Une apparente vitalité qui cache cependant un triste état des lieux : peu à peu les salles de cinéma disparaissent du pays. Il y a 30 ans, le Maroc comptait plus de 250 salles de cinéma et 50 millions de spectateurs par an. Aujourd’hui, quelques 2 millions de spectateurs se répartissent 37 salles survivantes.
A Casablanca, autrefois « un multiplexe à ciel ouvert », les cinémas Vox, Shérazade, Lutetia, Mauritania, Kawakib, Verdun, Liberté, Opéra, ou encore Mamounia, ont disparu. La liste est longue et a déjà interpellé de nombreux Casablancais. Cette situation alarmante était au cœur des discussions vendredi à l’ex-église Buenaventura de la Medina de Casablanca lors des « Assises sur l’avenir des cinémas à l’abandon de la ville de Casablanca ». Une initiative de la Direction régionale du ministère de la Culture de Casablanca et de l’association Save Cinemas In Morocco.
Cette rencontre a eu le mérite de réunir les différentes parties concernées. Exploitants, responsable du ministère de la Culture, société civile, tous avaient fait le déplacement pour mettre des mots sur les maux du cinéma casablancais. Rappelons que le ministère de la Culture, l’association Save Cinemas In Morocco avec le soutien de Casamémoire ont engagés depuis plus d’un an, une vaste démarche de protection et de sauvegarde des salles de cinéma contre l’oubli et la destruction par l’inscription au patrimoine de 14 salles de cinéma de Casablanca. Une démarche qui ne plaît pas forcément aux exploitants et propriétaires de salles de cinéma, qui estiment que les autorités leur force la main en les obligeant à préserver les bâtiments, alors que l’activité n’est plus rentable.

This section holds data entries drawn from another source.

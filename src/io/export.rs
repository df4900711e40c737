use anyhow::Result;
use chrono::{DateTime, Utc};
use serde::{Deserialize, Serialize};
use std::io::Write;

use crate::application::{FinanceService, TransactionFilter};
use crate::domain::{
    Account, Budget, Category, SavingsGoal, Template, TransactionDetails, UserSettings,
    YearMonth, format_cents,
};

/// Everything in the database, for backups or moving to another tool.
#[derive(Debug, Clone, Serialize, Deserialize)]
pub struct DatabaseSnapshot {
    pub version: String,
    pub exported_at: DateTime<Utc>,
    pub settings: UserSettings,
    pub accounts: Vec<Account>,
    pub categories: Vec<Category>,
    pub transactions: Vec<TransactionDetails>,
    pub budgets: Vec<Budget>,
    pub goals: Vec<SavingsGoal>,
    pub templates: Vec<Template>,
}

/// Exporter for converting finance data to CSV and JSON
pub struct Exporter<'a> {
    service: &'a FinanceService,
}

impl<'a> Exporter<'a> {
    pub fn new(service: &'a FinanceService) -> Self {
        Self { service }
    }

    /// Export every transaction, newest first
    pub async fn export_transactions_csv<W: Write>(&self, writer: W) -> Result<usize> {
        let transactions = self
            .service
            .list_transactions(TransactionFilter::default())
            .await?;
        let mut csv_writer = csv::Writer::from_writer(writer);

        csv_writer.write_record([
            "id",
            "date",
            "type",
            "amount",
            "account",
            "category",
            "description",
            "recurrence",
        ])?;

        for details in &transactions {
            let tx = &details.transaction;
            csv_writer.write_record([
                tx.id.to_string(),
                tx.occurred_at.to_rfc3339(),
                tx.kind.to_string(),
                format_cents(tx.amount_cents),
                details.account_name.clone(),
                details.category_name.clone().unwrap_or_default(),
                tx.description.clone().unwrap_or_default(),
                tx.recurrence.map(|r| r.to_string()).unwrap_or_default(),
            ])?;
        }

        csv_writer.flush()?;
        Ok(transactions.len())
    }

    /// Export active accounts with their derived balances
    pub async fn export_accounts_csv<W: Write>(&self, writer: W) -> Result<usize> {
        let summaries = self.service.all_account_summaries().await?;
        let mut csv_writer = csv::Writer::from_writer(writer);

        csv_writer.write_record(["account", "currency", "income", "expense", "balance"])?;

        for summary in &summaries {
            csv_writer.write_record([
                summary.account.name.as_str(),
                summary.account.currency.as_str(),
                &format_cents(summary.total_income),
                &format_cents(summary.total_expense),
                &format_cents(summary.balance),
            ])?;
        }

        csv_writer.flush()?;
        Ok(summaries.len())
    }

    /// Export the budgets of one month with what has been spent against them
    pub async fn export_budgets_csv<W: Write>(&self, writer: W, month: YearMonth) -> Result<usize> {
        let progress = self.service.budget_progress(month).await?;
        let mut csv_writer = csv::Writer::from_writer(writer);

        csv_writer.write_record(["month", "category", "budget", "spent", "remaining", "progress"])?;

        for p in &progress {
            csv_writer.write_record([
                month.to_string(),
                p.category_name.clone(),
                format_cents(p.budget.amount_cents),
                format_cents(p.spent_cents),
                format_cents(p.budget.amount_cents - p.spent_cents),
                format!("{:.1}", p.progress_percent()),
            ])?;
        }

        csv_writer.flush()?;
        Ok(progress.len())
    }

    pub async fn export_goals_csv<W: Write>(&self, writer: W) -> Result<usize> {
        let goals = self.service.list_goals().await?;
        let mut csv_writer = csv::Writer::from_writer(writer);

        csv_writer.write_record([
            "name",
            "target",
            "current",
            "remaining",
            "progress",
            "target_date",
            "completed",
        ])?;

        for goal in &goals {
            csv_writer.write_record([
                goal.name.clone(),
                format_cents(goal.target_cents),
                format_cents(goal.current_cents),
                format_cents(goal.remaining()),
                goal.progress_percent().to_string(),
                goal.target_date.map(|d| d.to_string()).unwrap_or_default(),
                goal.is_completed.to_string(),
            ])?;
        }

        csv_writer.flush()?;
        Ok(goals.len())
    }

    /// Export full database as JSON snapshot
    pub async fn export_full_json<W: Write>(&self, mut writer: W) -> Result<DatabaseSnapshot> {
        let snapshot = DatabaseSnapshot {
            version: env!("CARGO_PKG_VERSION").to_string(),
            exported_at: Utc::now(),
            settings: self.service.settings().await?,
            accounts: self.service.list_accounts(true).await?,
            categories: self.service.list_categories(None, true).await?,
            transactions: self
                .service
                .list_transactions(TransactionFilter::default())
                .await?,
            budgets: self.service.list_all_budgets().await?,
            goals: self.service.list_goals().await?,
            templates: self.service.list_templates().await?,
        };

        serde_json::to_writer_pretty(&mut writer, &snapshot)?;
        writer.flush()?;

        Ok(snapshot)
    }
}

Lire aussi : Le cinéma Lux, ou la difficile protection des salles de cinéma
Les exploitants réclament leur indemnisation
« J’assiste maintenant les larmes au yeux à la décadence du cinéma. Pendant des années on a lutté, tous, en gardant les salles et en perdant de l’argent. Si on veut faire de ces salles un patrimoine, pas de problème, il suffit d’indemniser les gens. Car ceux qui possèdent ces salles y ont investi leur argent, parfois même les bijoux de leur femme. L’État a assassiné le cinéma à travers le CCM, partout ailleurs il progresse, ici il disparaît, il est mort », a déploré avec véhémence Abdelhamid Marrakchi, exploitant et président d’honneur de la Chambre des salles de cinéma et de la Chambre des distributeurs des films.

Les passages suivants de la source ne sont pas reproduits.